• [RECORD EXCERPTS]
>>>
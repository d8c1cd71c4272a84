use std::time::Duration;

use serde::Serialize;
use serde_json::Value;

use crate::config::LlmConfig;
use crate::errors::{AssignEaseError, Result};

/// 文本生成模型
#[async_trait::async_trait]
pub trait LanguageModel: Send + Sync {
    fn model_name(&self) -> &str;

    /// 返回去除首尾空白后的生成文本，空文本视为错误
    async fn generate(&self, prompt: &str) -> Result<String>;
}

#[derive(Debug, Serialize)]
struct GenerateOptions {
    temperature: f64,
    top_p: f64,
    repeat_penalty: f64,
    num_predict: u32,
}

#[derive(Debug, Serialize)]
struct GenerateRequest<'a> {
    model: &'a str,
    prompt: &'a str,
    stream: bool,
    options: GenerateOptions,
}

/// Ollama `/api/generate` 客户端
pub struct OllamaClient {
    client: reqwest::Client,
    endpoint: String,
    model: String,
    num_predict: u32,
}

impl OllamaClient {
    pub fn new(
        endpoint: impl Into<String>,
        model: impl Into<String>,
        timeout: Duration,
        num_predict: u32,
    ) -> Result<Self> {
        let client = reqwest::Client::builder().timeout(timeout).build()?;
        Ok(Self {
            client,
            endpoint: endpoint.into().trim_end_matches('/').to_string(),
            model: model.into(),
            num_predict,
        })
    }

    pub fn from_config(config: &LlmConfig) -> Result<Self> {
        Self::new(
            config.endpoint.clone(),
            config.model.clone(),
            Duration::from_secs(config.request_timeout),
            config.num_predict,
        )
    }
}

#[async_trait::async_trait]
impl LanguageModel for OllamaClient {
    fn model_name(&self) -> &str {
        &self.model
    }

    async fn generate(&self, prompt: &str) -> Result<String> {
        // 确定性输出
        let payload = GenerateRequest {
            model: &self.model,
            prompt,
            stream: false,
            options: GenerateOptions {
                temperature: 0.0,
                top_p: 1.0,
                repeat_penalty: 1.0,
                num_predict: self.num_predict,
            },
        };

        let response = self
            .client
            .post(format!("{}/api/generate", self.endpoint))
            .json(&payload)
            .send()
            .await?;

        let status = response.status();
        let body = response.text().await?;
        if status != reqwest::StatusCode::OK {
            return Err(AssignEaseError::ai_grading(format!(
                "LLM HTTP {}: {}",
                status.as_u16(),
                body
            )));
        }

        let data: Value = serde_json::from_str(&body)?;
        if let Some(error) = data.get("error") {
            return Err(AssignEaseError::ai_grading(format!("LLM error: {error}")));
        }

        let text = data
            .get("response")
            .and_then(Value::as_str)
            .unwrap_or_default()
            .trim();
        if text.is_empty() {
            return Err(AssignEaseError::ai_grading("AI returned empty response"));
        }

        Ok(text.to_string())
    }
}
<<<
• [TASK DETAILS] Output the whole listing exactly, leaving nothing out.

• [ANSWER BOX]
repository d8c1cd71c4272a84
use std::time::Duration;

use serde::Serialize;
use serde_json::Value;

use crate::config::LlmConfig;
use crate::errors::{AssignEaseError, Result};

/// 文本生成模型
#[async_trait::async_trait]
pub trait LanguageModel: Send + Sync {
    fn model_name(&self) -> &str;

    /// 返回去除首尾空白后的生成文本，空文本视为错误
    async fn generate(&self, prompt: &str) -> Result<String>;
}

#[derive(Debug, Serialize)]
struct GenerateOptions {
    temperature: f64,
    top_p: f64,
    repeat_penalty: f64,
    num_predict: u32,
}

#[derive(Debug, Serialize)]
struct GenerateRequest<'a> {
    model: &'a str,
    prompt: &'a str,
    stream: bool,
    options: GenerateOptions,
}

/// Ollama `/api/generate` 客户端
pub struct OllamaClient {
    client: reqwest::Client,
    endpoint: String,
    model: String,
    num_predict: u32,
}

impl OllamaClient {
    pub fn new(
        endpoint: impl Into<String>,
        model: impl Into<String>,
        timeout: Duration,
        num_predict: u32,
    ) -> Result<Self> {
        let client = reqwest::Client::builder().timeout(timeout).build()?;
        Ok(Self {
            client,
            endpoint: endpoint.into().trim_end_matches('/').to_string(),
            model: model.into(),
            num_predict,
        })
    }

    pub fn from_config(config: &LlmConfig) -> Result<Self> {
        Self::new(
            config.endpoint.clone(),
            config.model.clone(),
            Duration::from_secs(config.request_timeout),
            config.num_predict,
        )
    }
}

#[async_trait::async_trait]
impl LanguageModel for OllamaClient {
    fn model_name(&self) -> &str {
        &self.model
    }

    async fn generate(&self, prompt: &str) -> Result<String> {
        // 确定性输出
        let payload = GenerateRequest {
            model: &self.model,
            prompt,
            stream: false,
            options: GenerateOptions {
                temperature: 0.0,
                top_p: 1.0,
                repeat_penalty: 1.0,
                num_predict: self.num_predict,
            },
        };

        let response = self
            .client
            .post(format!("{}/api/generate", self.endpoint))
            .json(&payload)
            .send()
            .await?;

        let status = response.status();
        let body = response.text().await?;
        if status != reqwest::StatusCode::OK {
            return Err(AssignEaseError::ai_grading(format!(
                "LLM HTTP {}: {}",
                status.as_u16(),
                body
            )));
        }

        let data: Value = serde_json::from_str(&body)?;
        if let Some(error) = data.get("error") {
            return Err(AssignEaseError::ai_grading(format!("LLM error: {error}")));
        }

        let text = data
            .get("response")
            .and_then(Value::as_str)
            .unwrap_or_default()
            .trim();
        if text.is_empty() {
            return Err(AssignEaseError::ai_grading("AI returned empty response"));
        }

        Ok(text.to_string())
    }
}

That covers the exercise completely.